ギルド長がとても不機嫌そうに話しかけてくる。

そして、周りに群がっている冒険者達に大声で怒鳴りつける。


「テメエら、さっさと散りやがれ!やかましくて仕方ないわっ!」


流石、ギルド長だね!


一喝しただけで、あれだけ騒いでいた強面の冒険者達が一斉に静かになったよ!

そして、大人しくロビーの方へと散っていってしまった。


「……んで、何か用事があって来たんだろう?どうした?」


静かになった事で、少し気持ちも落ち着いたのだろう。

組んでいた手を外し、アイシャに向かって話しかけてくる。


「……まず、これを読んで下さい」


アイシャが国王様から託された封書を手渡した。

勿論、王家の蜜蝋で厳重に封緘されている。


「ふん、手紙……か?差出人は…………なにっ!?国王陛下だとっ!!?

 この封緘は間違いなく王家の物だ、それにアイシャが俺を騙す訳ない……。

 って事はコレ、本物の国王陛下からの手紙か!」


手渡された封書の差出人が国の一番偉い人だもの。

……そりゃ、驚くよね。


僕だって、シルフィと出会う前に渡されたら、同じような反応すると思う。

いや、立場を考えれば、もっと驚くだろうね。


「ギルド長、私がいるのだ。

 国王陛下からの手紙を所持していても何ら不思議はないだろう?」


「え?あ……っ!?シ、シルフィード殿下!?お見えだったのですか!?」


アイシャが主導で話を進めていたからね、シルフィは少し後ろに控えてたんだよね。

さっきのギルド内の状況を考えれば、冷静に観察する余裕は無かったんだろうね。


「……ああ、そうか!殿下、ご結婚おめでとうございます」


「ああ、ありがとう。

 それより、私も具体的には聞かされていないが、大事な話のようだ。

 人目の無い場所で話をしたいのだが、構わないか?」


「勿論です、こちらへどうぞ」


シルフィの依頼をすぐに承諾して、ギルド長自ら案内を買って出る。


そして、通されたのはギルド長の執務室からしか入る事が出来ない会議室のような部屋だった。


「ここならば、誰からも話を聞かれる事はありません。

 どうぞ、そちらにお掛け下さい」


部屋に入り、すぐに僕達に来客用の豪華な椅子を奨められた。


そして、再びアイシャから国王様からの封書を確認するように言われ、ギルド長は封緘を開けて中身を取り出した。


「……では、失礼します」


流石にシルフィの前ではギルド長も対応が丁寧になるんだね。

ギルド長ともなると、こういう対応も覚えないといけないんだ……。


僕等のクラン、アイシャとシルフィの様子から予想するに、代表は多分……僕になると思う。

そうなると、きっと僕もこういった対応や言葉遣いは覚えないと行けないんだろうね。


と言うわけで、せっかくだ!ギルド長の対応や話し方、そう言った事を観察して、学ばせて貰おう。

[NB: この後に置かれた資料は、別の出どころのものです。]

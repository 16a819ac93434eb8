//! Knowledge-base retrieval over a directory of plain-text documents.
//!
//! Documents are split into paragraph chunks. A query is answered from the
//! three chunks sharing the most terms with it; the model only ever sees
//! those chunks.

use std::collections::HashSet;
use std::path::Path;
use std::sync::Arc;

use async_trait::async_trait;
use tracing::{debug, info, warn};

use super::prompts;
use crate::error::{ConfigError, PortError};
use crate::llm::{ChatMessage, CompletionRequest, LlmProvider};
use crate::ports::Retriever;

/// Chunks handed to the model per query.
const TOP_K: usize = 3;

const ANSWER_MAX_TOKENS: u32 = 384;

/// Answer when the knowledge base has nothing relevant.
pub const UNKNOWN_ANSWER: &str = "I don't know.";

const STOPWORDS: &[&str] = &[
    "the", "and", "for", "are", "but", "not", "you", "your", "with", "can", "what", "how",
    "does", "this", "that", "from", "have", "has", "was", "will", "would", "should", "could",
    "about", "into", "there", "their", "they", "our", "any", "all", "its", "who", "why", "when",
    "which", "been", "were", "also", "than", "then",
];

fn terms(text: &str) -> HashSet<String> {
    text.split(|c: char| !c.is_alphanumeric())
        .filter(|w| w.len() >= 3)
        .map(str::to_lowercase)
        .filter(|w| !STOPWORDS.contains(&w.as_str()))
        .collect()
}

#[derive(Debug, Clone)]
struct Chunk {
    source: String,
    text: String,
    terms: HashSet<String>,
}

/// In-memory chunk index.
#[derive(Debug, Default)]
pub struct KnowledgeBase {
    chunks: Vec<Chunk>,
}

impl KnowledgeBase {
    /// Build from `(source name, text)` pairs.
    pub fn from_documents<I, S, T>(documents: I) -> Self
    where
        I: IntoIterator<Item = (S, T)>,
        S: Into<String>,
        T: AsRef<str>,
    {
        let mut chunks = Vec::new();
        for (source, text) in documents {
            let source = source.into();
            for paragraph in text.as_ref().split("\n\n") {
                let paragraph = paragraph.trim();
                if paragraph.is_empty() {
                    continue;
                }
                chunks.push(Chunk {
                    source: source.clone(),
                    text: paragraph.to_string(),
                    terms: terms(paragraph),
                });
            }
        }
        Self { chunks }
    }

    /// Load every `.md` and `.txt` file directly under `dir`.
    ///
    /// A missing directory yields an empty knowledge base.
    pub fn load(dir: &Path) -> Result<Self, ConfigError> {
        if !dir.exists() {
            warn!(dir = %dir.display(), "Knowledge directory missing, retrieval will answer \"I don't know.\"");
            return Ok(Self::default());
        }

        let mut documents = Vec::new();
        for entry in std::fs::read_dir(dir)? {
            let path = entry?.path();
            let is_text = path
                .extension()
                .and_then(|e| e.to_str())
                .is_some_and(|e| e.eq_ignore_ascii_case("md") || e.eq_ignore_ascii_case("txt"));
            if !path.is_file() || !is_text {
                continue;
            }
            let text = std::fs::read_to_string(&path)?;
            let name = path
                .file_name()
                .map(|n| n.to_string_lossy().into_owned())
                .unwrap_or_default();
            documents.push((name, text));
        }
        documents.sort_by(|a, b| a.0.cmp(&b.0));

        let kb = Self::from_documents(documents);
        info!(dir = %dir.display(), chunks = kb.len(), "Knowledge base loaded");
        Ok(kb)
    }

    pub fn len(&self) -> usize {
        self.chunks.len()
    }

    pub fn is_empty(&self) -> bool {
        self.chunks.is_empty()
    }

    /// Up to `k` chunk texts ranked by shared terms with `query`, best first.
    /// Chunks sharing no term are never returned.
    pub fn search(&self, query: &str, k: usize) -> Vec<&str> {
        let query_terms = terms(query);
        let mut scored: Vec<(usize, usize)> = self
            .chunks
            .iter()
            .enumerate()
            .map(|(i, chunk)| (i, chunk.terms.intersection(&query_terms).count()))
            .filter(|(_, score)| *score > 0)
            .collect();
        // Stable sort keeps document order among ties.
        scored.sort_by(|a, b| b.1.cmp(&a.1));
        scored
            .into_iter()
            .take(k)
            .map(|(i, _)| {
                let chunk = &self.chunks[i];
                debug!(source = %chunk.source, "Matched knowledge chunk");
                chunk.text.as_str()
            })
            .collect()
    }
}

/// Answers queries from the knowledge base, phrased by the model.
pub struct KnowledgeRetriever {
    kb: Arc<KnowledgeBase>,
    llm: Arc<dyn LlmProvider>,
}

impl KnowledgeRetriever {
    pub fn new(kb: Arc<KnowledgeBase>, llm: Arc<dyn LlmProvider>) -> Self {
        Self { kb, llm }
    }
}

#[async_trait]
impl Retriever for KnowledgeRetriever {
    async fn retrieve(&self, query: &str) -> Result<String, PortError> {
        let chunks = self.kb.search(query, TOP_K);
        if chunks.is_empty() {
            debug!(query, "No knowledge chunk matched");
            return Ok(UNKNOWN_ANSWER.to_string());
        }

        let request = CompletionRequest::new(vec![
            ChatMessage::system(prompts::answer_system_prompt()),
            ChatMessage::user(prompts::answer_user_prompt(query, &chunks)),
        ])
        .with_max_tokens(ANSWER_MAX_TOKENS);

        let response = self
            .llm
            .complete(request)
            .await
            .map_err(|e| PortError::RetrievalFailed(e.to_string()))?;
        let answer = response.content.trim();
        if answer.is_empty() {
            return Err(PortError::RetrievalFailed("model returned an empty answer".into()));
        }
        Ok(answer.to_string())
    }
}
//! LLM-backed capability implementations.
//!
//! Every agent sends one tight JSON-mode completion and parses the reply
//! into the port's structured output. Transport errors and malformed replies
//! both surface as the port's failure variant; the engine decides whether to
//! retry.

pub mod classify;
pub mod knowledge;
pub mod prompts;
pub mod writer;

pub use classify::{LlmClassifier, LlmQueryConstructor};
pub use knowledge::{KnowledgeBase, KnowledgeRetriever};
pub use writer::{LlmDrafter, LlmProofreader};

use crate::error::LlmError;
use crate::llm::{ChatMessage, CompletionRequest, LlmProvider};

/// Send `messages` as a JSON-mode completion and return the trimmed content.
pub(crate) async fn complete_json(
    llm: &dyn LlmProvider,
    messages: Vec<ChatMessage>,
    max_tokens: u32,
) -> Result<String, LlmError> {
    let request = CompletionRequest::new(messages)
        .with_max_tokens(max_tokens)
        .json();
    let response = llm.complete(request).await?;
    let content = response.content.trim();
    if content.is_empty() {
        return Err(LlmError::InvalidResponse {
            provider: llm.model_name().to_string(),
            reason: format!("empty content (finish reason {:?})", response.finish_reason),
        });
    }
    Ok(content.to_string())
}


#[cfg(test)]
mod tests {
    use super::mock::MockLlm;
    use super::*;

    #[tokio::test]
    async fn complete_json_sets_json_mode() {
        let llm = MockLlm::new(["  {\"ok\": true}  "]);
        let content = complete_json(&llm, vec![ChatMessage::user("hi")], 64)
            .await
            .unwrap();
        assert_eq!(content, "{\"ok\": true}");
        let request = llm.last_request();
        assert!(request.json_mode);
        assert_eq!(request.max_tokens, Some(64));
    }

    #[tokio::test]
    async fn complete_json_rejects_empty_content() {
        let llm = MockLlm::new(["   "]);
        let result = complete_json(&llm, vec![ChatMessage::user("hi")], 64).await;
        assert!(matches!(result, Err(LlmError::InvalidResponse { .. })));
    }
}
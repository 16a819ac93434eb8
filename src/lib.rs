//! Inbox triage: a bounded-retry workflow that categorizes support email,
//! drafts and proofreads replies, and dispatches or escalates each one.

pub mod agents;
pub mod app;
pub mod config;
pub mod error;
pub mod llm;
pub mod mail;
pub mod ports;
pub mod server;
pub mod trigger;
pub mod workflow;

「……むぅ、なるほど……以前、王都に送った報告書の件ですか。

 陛下も随分と思い切った事を……考えなさる……。

 取りあえず、状況は理解致しました。早速エイミを連れてきましょう」


ギルド長がそう言って、席を立ち、足早に会議室から出て行った。

言葉通り、ギルド長自らエイミさんを連れてくるんだろうね。


そして、五分も経たないうちに以前、僕がオークの集落から救い出した女性。

そうエイミさんをギルド長は伴って、再び会議室に戻ってきた。


「……その節は本当にありがとうございました」


エイミさんは僕達に向かってお礼と共に深々と頭を下げた。

いきなり呼び出されて緊張しているみたいだ。


久しぶりに見たエイミさんは茶髪でポニーテールに髪の毛を結い、救出した時にはしていなかった超分厚いメガネを掛けていた。


この前は精神的に追い込まれていたので、しっかりと見る事が出来なかったけれど……。

眼鏡を外せば、中々愛嬌のある可愛い顔じゃないかと思うんだよね。


眼鏡外せばいいのに……。


まあ、尤も僕は普段からアイシャとシルフィと言う美人が側にいるから見惚れるまではいかないけどね。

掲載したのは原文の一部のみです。